A few days ago I made yet another tweak to my Ubuntu laptop to make the fonts look a little better. The result is that I'm now quite happy--impressed even. Here are the three things I've done to make my day-to-day work easy on the eye.
First, enable subpixel smoothing in the System > Appearance control panel.
For a long time that's all I had done was was reasonably happy. Things looked okay but not great. But I used GNU Emacs for most of my coding and wanted fonts there that looked at good as those in gnome terminal.
That led me to the second tip: install emacs-snapshot and use the GTK version. Then you can add this to your ~/.Xresources file:
Emacs.font: Monospace-10
And bingo! The same font that's in your terminal is in Emacs.
That made me happy in Emacs, but my Firefox fonts were still a bit sucky. So when I read Tweak Your Font Rendering for Better Appearance in Tombuntu, I had to give it a try.
I created a ~/.fonts.conf file and added this to it:
<?xml version="1.0"?> <!DOCTYPE fontconfig SYSTEM "fonts.dtd"> <fontconfig> <match target="font"> <edit name="autohint" mode="assign"> <bool>true</bool> </edit> </match> </fontconfig>
I logged out and back in and suddnely found myself staring at fonts in Firefox that looked as good as I've seen in Safari on a Mac.
That's all there was to it for me: subpixel rendering, emacs-snapshot, and enabling hinting via a .fonts.conf file.
It's worth noting that you can go even farther with the advanced font settings, but I really haven't needed to go that far yet.
Posted by jzawodn at October 22, 2008 08:57 AM
My favorite font for terminal use has to be Bistream Vera Sans Mono, which is included with Ubuntu and many other distros. It's an amazing font that looks great.
Thanks! The tip about ~/.font.config fixed a whole slew of my font issues on linux.
I knew the time I spent on your feed was worth it!
It still looks horrible compared to Windows or Mac IMO.
Craigslist is terribly broken, someone has put some crude and non-transparent keyword crap in there that make it impossible to post most ads. 2 weeks with no fix now. The best site on the net is being destroyed.
What about dpkg-reconfigure fontconfig-config? It creates/links the proper configuration files in /etc/fonts/conf.d, making it system-wide.

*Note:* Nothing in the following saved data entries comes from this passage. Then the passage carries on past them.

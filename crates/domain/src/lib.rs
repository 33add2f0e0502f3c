//! Robot, transfer and transition-table model shared by the dispatcher and
//! the benchmark harness.

pub mod events;
pub mod robot;
pub mod transfer;
pub mod transition;

pub use events::*;
pub use robot::*;
pub use scheduler_errors::{SchedulerError, SchedulerResult};
pub use transfer::*;
pub use transition::*;
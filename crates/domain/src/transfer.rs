use chrono::{DateTime, Utc};
use serde::{Deserialize, Serialize};

use crate::robot::{ItemId, RobotId};

/// Request to move one item from a source station to a destination station.
#[derive(Debug, Clone, Serialize, Deserialize, PartialEq)]
pub struct TransferRequest {
    pub item_id: ItemId,
    pub source: String,
    pub destination: String,
    pub enqueued_at: DateTime<Utc>,
    /// Higher is served first when the priority discipline is active.
    pub priority: Option<u8>,
    pub required_capability: Option<String>,
}

impl TransferRequest {
    pub fn new(item_id: ItemId, source: impl Into<String>, destination: impl Into<String>) -> Self {
        Self {
            item_id,
            source: source.into(),
            destination: destination.into(),
            enqueued_at: Utc::now(),
            priority: None,
            required_capability: None,
        }
    }

    pub fn with_priority(mut self, priority: u8) -> Self {
        self.priority = Some(priority);
        self
    }

    pub fn with_capability(mut self, capability: impl Into<String>) -> Self {
        self.required_capability = Some(capability.into());
        self
    }

    pub fn effective_priority(&self) -> u8 {
        self.priority.unwrap_or(0)
    }

    pub fn wait_seconds(&self, now: DateTime<Utc>) -> f64 {
        (now - self.enqueued_at)
            .to_std()
            .map(|d| d.as_secs_f64())
            .unwrap_or(0.0)
    }
}

/// A request bound to a robot, delivered on the robot's assignment channel.
#[derive(Debug, Clone, Serialize, Deserialize, PartialEq)]
pub struct Assignment {
    pub robot_id: RobotId,
    pub request: TransferRequest,
    pub dispatched_at: DateTime<Utc>,
    /// True when the request waited in the queue before being bound.
    pub from_queue: bool,
}

impl Assignment {
    pub fn item_id(&self) -> ItemId {
        self.request.item_id
    }
}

This is a non-related question to this post, but how is your Ubuntu's laptop battery life? Have you tweaked much in this area? Would love to hear your thoughts.
Chris
Hi Jeremy! Your information regarding screen type appearance is very informative and well-presented. As I am new to Linux (I took a Red Hat 7.5 course at a local college some years ago without a GUI), what is the name Ubuntu's default font (Is it TrueType or PostScript)? And secondly, are the Ubuntu pre-installed font(s) TrueType or PostScript? I know that life was worse than Hades back in the 90s when I had to rely on Font Management utility software to keep PostScript and TrueType fonts from clashing and corrupting themselves inside the MacOS when I was using Microsoft Word (which they still did anyway!). Well, since then, I've been using XP up until now, and since I can no longer afford to "keep up with the Joneses", as XP support fades away, my plans are to budget for a new, 64-bit box, donate my 700x Gateway Tower, and then make the switch to Linux.